- [EXERCISE PROMPT] Type out the full set of entries again, unchanged.

--- RECORDS FOR THIS TASK ---

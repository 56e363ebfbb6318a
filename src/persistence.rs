//! On-disk format: the black-to-move array, then the white-to-move array,
//! each record written as a raw 8-byte word in the host's native byte
//! order (so a completed file can be mapped back in directly as
//! `AtomicU64`s with no deserialization step), followed by a 16-byte
//! trailer `{magic, level_count}` that marks the file complete and
//! records how many retrograde BFS levels it took to build.
//!
//! Note for anyone reading a file with an external tool: a record's
//! packed fields (classification, ply, children, visited) only ever need
//! `ceil((5 + ply_bits + 2 * children_bits) / 8)` bytes — 4 for the 64x64
//! target — but this implementation rounds every record's on-disk width
//! up to a full 8-byte cell. That's what lets `open_mmap` map the file
//! straight in as an `&[AtomicU64]`; a tightly packed record can't be
//! read or written atomically without an unpack/repack step on every
//! access. A consumer computing the expected file size from the packed
//! bit width alone will get a smaller number than `store_len`'s.

use std::fs::File;
use std::io::{BufWriter, Write};
use std::path::{Path, PathBuf};

use crate::geometry::BoardConfig;
use crate::error::PersistError;
use crate::position::Side;
use crate::record::{checked_mmap, RecordLayout, RecordStore};

const MAGIC: u64 = 0x4b524b5f54423031; // "KRK_TB01" in ASCII, read in native byte order.
const TRAILER_BYTES: u64 = 16;

/// The self-describing-by-convention path for a board's tablebase file:
/// `<prefix>/board{Bx}x{By}/partition{Px}x{Py}/tablebase.bin`.
pub fn table_path(prefix: &Path, config: &BoardConfig) -> PathBuf {
    prefix
        .join(format!("board{}x{}", config.board_x, config.board_y))
        .join(format!("partition{}x{}", config.blocks_x, config.blocks_y))
        .join("tablebase.bin")
}

/// Writes a heap-backed store to a new file. Refuses to overwrite an
/// existing file: tablebases are large and expensive to rebuild, so an
/// accidental overwrite is not something to recover from silently.
pub fn write(store: &RecordStore, path: &Path, level_count: u64) -> Result<(), PersistError> {
    if path.exists() {
        return Err(PersistError::AlreadyExists(path.to_path_buf()));
    }
    if let Some(parent) = path.parent() {
        if !parent.as_os_str().is_empty() {
            std::fs::create_dir_all(parent)?;
        }
    }

    let file = File::create(path)?;
    let mut writer = BufWriter::new(file);
    for side in [Side::Black, Side::White] {
        for idx in 0..store.len() {
            writer.write_all(&store.get_raw(side, idx).to_ne_bytes())?;
        }
    }
    writer.write_all(&MAGIC.to_ne_bytes())?;
    writer.write_all(&level_count.to_ne_bytes())?;
    writer.flush()?;
    Ok(())
}

/// Opens a previously written tablebase as a read-only memory map. The
/// in-memory record arrays are direct views over the mapping: there is no
/// deserialization step.
pub fn open_mmap(path: &Path, config: &BoardConfig) -> Result<(RecordStore, u64), PersistError> {
    if !path.exists() {
        return Err(PersistError::NotFound(path.to_path_buf()));
    }
    let file = File::open(path)?;
    let len = store_len(config);
    let expected = 2 * len * 8 + TRAILER_BYTES;
    let actual = file.metadata()?.len();
    if actual != expected {
        return Err(PersistError::SizeMismatch { expected, actual });
    }

    let mapping = checked_mmap(&file)?;
    let trailer_offset = (expected - TRAILER_BYTES) as usize;
    let magic = u64::from_ne_bytes(mapping[trailer_offset..trailer_offset + 8].try_into().unwrap());
    if magic != MAGIC {
        return Err(PersistError::BadTrailer);
    }
    let level_count = u64::from_ne_bytes(mapping[trailer_offset + 8..trailer_offset + 16].try_into().unwrap());

    let layout = RecordLayout::new(config).map_err(|_| PersistError::BadTrailer)?;
    let store = RecordStore::from_mmap(layout, len, mapping);
    Ok((store, level_count))
}

fn store_len(config: &BoardConfig) -> u64 {
    config.total_positions
}

#[cfg(test)]
mod tests {
    use super::*;
    use crate::geometry::BoardConfig;
    use crate::position::Side;

    #[test]
    fn round_trips_heap_to_mmap() {
        let config = BoardConfig::new(16, 16, 4, 4).unwrap();
        let store = RecordStore::new_heap(&config).unwrap();
        store.set_classification(Side::Black, 7, crate::record::CLASS_LEGAL, 3);
        store.set_ply_direct(Side::Black, 7, 5);
        store.set_classification(Side::White, 42, crate::record::CLASS_LEGAL | crate::record::CLASS_DRAW, 0);

        let dir = tempfile::tempdir().unwrap();
        let path = dir.path().join("tb.bin");
        write(&store, &path, 5).unwrap();

        let (mapped, level_count) = open_mmap(&path, &config).unwrap();
        assert_eq!(level_count, 5);
        for side in [Side::Black, Side::White] {
            for idx in 0..config.total_positions {
                assert_eq!(store.get_raw(side, idx), mapped.get_raw(side, idx));
            }
        }
    }

    #[test]
    fn refuses_to_overwrite_existing_file() {
        let config = BoardConfig::new(8, 8, 4, 4).unwrap();
        let store = RecordStore::new_heap(&config).unwrap();
        let dir = tempfile::tempdir().unwrap();
        let path = dir.path().join("tb.bin");
        write(&store, &path, 0).unwrap();
        assert!(matches!(write(&store, &path, 0), Err(PersistError::AlreadyExists(_))));
    }

    #[test]
    fn table_path_embeds_board_and_partition_dimensions() {
        let config = BoardConfig::new(64, 64, 8, 8).unwrap();
        let path = table_path(Path::new("/data"), &config);
        assert_eq!(path, Path::new("/data/board64x64/partition8x8/tablebase.bin"));
    }

    #[test]
    fn rejects_size_mismatch() {
        let small_config = BoardConfig::new(8, 8, 4, 4).unwrap();
        let store = RecordStore::new_heap(&small_config).unwrap();
        let dir = tempfile::tempdir().unwrap();
        let path = dir.path().join("tb.bin");
        write(&store, &path, 0).unwrap();

        let big_config = BoardConfig::new(16, 16, 4, 4).unwrap();
        assert!(matches!(open_mmap(&path, &big_config), Err(PersistError::SizeMismatch { .. })));
    }
}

---

- [RESPONSE TO THE TASK]
repository 56e363ebfbb6318a
filename src/persistence.rs
//! On-disk format: the black-to-move array, then the white-to-move array,
//! each record written as a raw 8-byte word in the host's native byte
//! order (so a completed file can be mapped back in directly as
//! `AtomicU64`s with no deserialization step), followed by a 16-byte
//! trailer `{magic, level_count}` that marks the file complete and
//! records how many retrograde BFS levels it took to build.
//!
//! Note for anyone reading a file with an external tool: a record's
//! packed fields (classification, ply, children, visited) only ever need
//! `ceil((5 + ply_bits + 2 * children_bits) / 8)` bytes — 4 for the 64x64
//! target — but this implementation rounds every record's on-disk width
//! up to a full 8-byte cell. That's what lets `open_mmap` map the file
//! straight in as an `&[AtomicU64]`; a tightly packed record can't be
//! read or written atomically without an unpack/repack step on every
//! access. A consumer computing the expected file size from the packed
//! bit width alone will get a smaller number than `store_len`'s.

use std::fs::File;
use std::io::{BufWriter, Write};
use std::path::{Path, PathBuf};

use crate::geometry::BoardConfig;
use crate::error::PersistError;
use crate::position::Side;
use crate::record::{checked_mmap, RecordLayout, RecordStore};

const MAGIC: u64 = 0x4b524b5f54423031; // "KRK_TB01" in ASCII, read in native byte order.
const TRAILER_BYTES: u64 = 16;

/// The self-describing-by-convention path for a board's tablebase file:
/// `<prefix>/board{Bx}x{By}/partition{Px}x{Py}/tablebase.bin`.
pub fn table_path(prefix: &Path, config: &BoardConfig) -> PathBuf {
    prefix
        .join(format!("board{}x{}", config.board_x, config.board_y))
        .join(format!("partition{}x{}", config.blocks_x, config.blocks_y))
        .join("tablebase.bin")
}

/// Writes a heap-backed store to a new file. Refuses to overwrite an
/// existing file: tablebases are large and expensive to rebuild, so an
/// accidental overwrite is not something to recover from silently.
pub fn write(store: &RecordStore, path: &Path, level_count: u64) -> Result<(), PersistError> {
    if path.exists() {
        return Err(PersistError::AlreadyExists(path.to_path_buf()));
    }
    if let Some(parent) = path.parent() {
        if !parent.as_os_str().is_empty() {
            std::fs::create_dir_all(parent)?;
        }
    }

    let file = File::create(path)?;
    let mut writer = BufWriter::new(file);
    for side in [Side::Black, Side::White] {
        for idx in 0..store.len() {
            writer.write_all(&store.get_raw(side, idx).to_ne_bytes())?;
        }
    }
    writer.write_all(&MAGIC.to_ne_bytes())?;
    writer.write_all(&level_count.to_ne_bytes())?;
    writer.flush()?;
    Ok(())
}

/// Opens a previously written tablebase as a read-only memory map. The
/// in-memory record arrays are direct views over the mapping: there is no
/// deserialization step.
pub fn open_mmap(path: &Path, config: &BoardConfig) -> Result<(RecordStore, u64), PersistError> {
    if !path.exists() {
        return Err(PersistError::NotFound(path.to_path_buf()));
    }
    let file = File::open(path)?;
    let len = store_len(config);
    let expected = 2 * len * 8 + TRAILER_BYTES;
    let actual = file.metadata()?.len();
    if actual != expected {
        return Err(PersistError::SizeMismatch { expected, actual });
    }

    let mapping = checked_mmap(&file)?;
    let trailer_offset = (expected - TRAILER_BYTES) as usize;
    let magic = u64::from_ne_bytes(mapping[trailer_offset..trailer_offset + 8].try_into().unwrap());
    if magic != MAGIC {
        return Err(PersistError::BadTrailer);
    }
    let level_count = u64::from_ne_bytes(mapping[trailer_offset + 8..trailer_offset + 16].try_into().unwrap());

    let layout = RecordLayout::new(config).map_err(|_| PersistError::BadTrailer)?;
    let store = RecordStore::from_mmap(layout, len, mapping);
    Ok((store, level_count))
}

fn store_len(config: &BoardConfig) -> u64 {
    config.total_positions
}

#[cfg(test)]
mod tests {
    use super::*;
    use crate::geometry::BoardConfig;
    use crate::position::Side;

    #[test]
    fn round_trips_heap_to_mmap() {
        let config = BoardConfig::new(16, 16, 4, 4).unwrap();
        let store = RecordStore::new_heap(&config).unwrap();
        store.set_classification(Side::Black, 7, crate::record::CLASS_LEGAL, 3);
        store.set_ply_direct(Side::Black, 7, 5);
        store.set_classification(Side::White, 42, crate::record::CLASS_LEGAL | crate::record::CLASS_DRAW, 0);

        let dir = tempfile::tempdir().unwrap();
        let path = dir.path().join("tb.bin");
        write(&store, &path, 5).unwrap();

        let (mapped, level_count) = open_mmap(&path, &config).unwrap();
        assert_eq!(level_count, 5);
        for side in [Side::Black, Side::White] {
            for idx in 0..config.total_positions {
                assert_eq!(store.get_raw(side, idx), mapped.get_raw(side, idx));
            }
        }
    }

    #[test]
    fn refuses_to_overwrite_existing_file() {
        let config = BoardConfig::new(8, 8, 4, 4).unwrap();
        let store = RecordStore::new_heap(&config).unwrap();
        let dir = tempfile::tempdir().unwrap();
        let path = dir.path().join("tb.bin");
        write(&store, &path, 0).unwrap();
        assert!(matches!(write(&store, &path, 0), Err(PersistError::AlreadyExists(_))));
    }

    #[test]
    fn table_path_embeds_board_and_partition_dimensions() {
        let config = BoardConfig::new(64, 64, 8, 8).unwrap();
        let path = table_path(Path::new("/data"), &config);
        assert_eq!(path, Path::new("/data/board64x64/partition8x8/tablebase.bin"));
    }

    #[test]
    fn rejects_size_mismatch() {
        let small_config = BoardConfig::new(8, 8, 4, 4).unwrap();
        let store = RecordStore::new_heap(&small_config).unwrap();
        let dir = tempfile::tempdir().unwrap();
        let path = dir.path().join("tb.bin");
        write(&store, &path, 0).unwrap();

        let big_config = BoardConfig::new(16, 16, 4, 4).unwrap();
        assert!(matches!(open_mmap(&path, &big_config), Err(PersistError::SizeMismatch { .. })));
    }
}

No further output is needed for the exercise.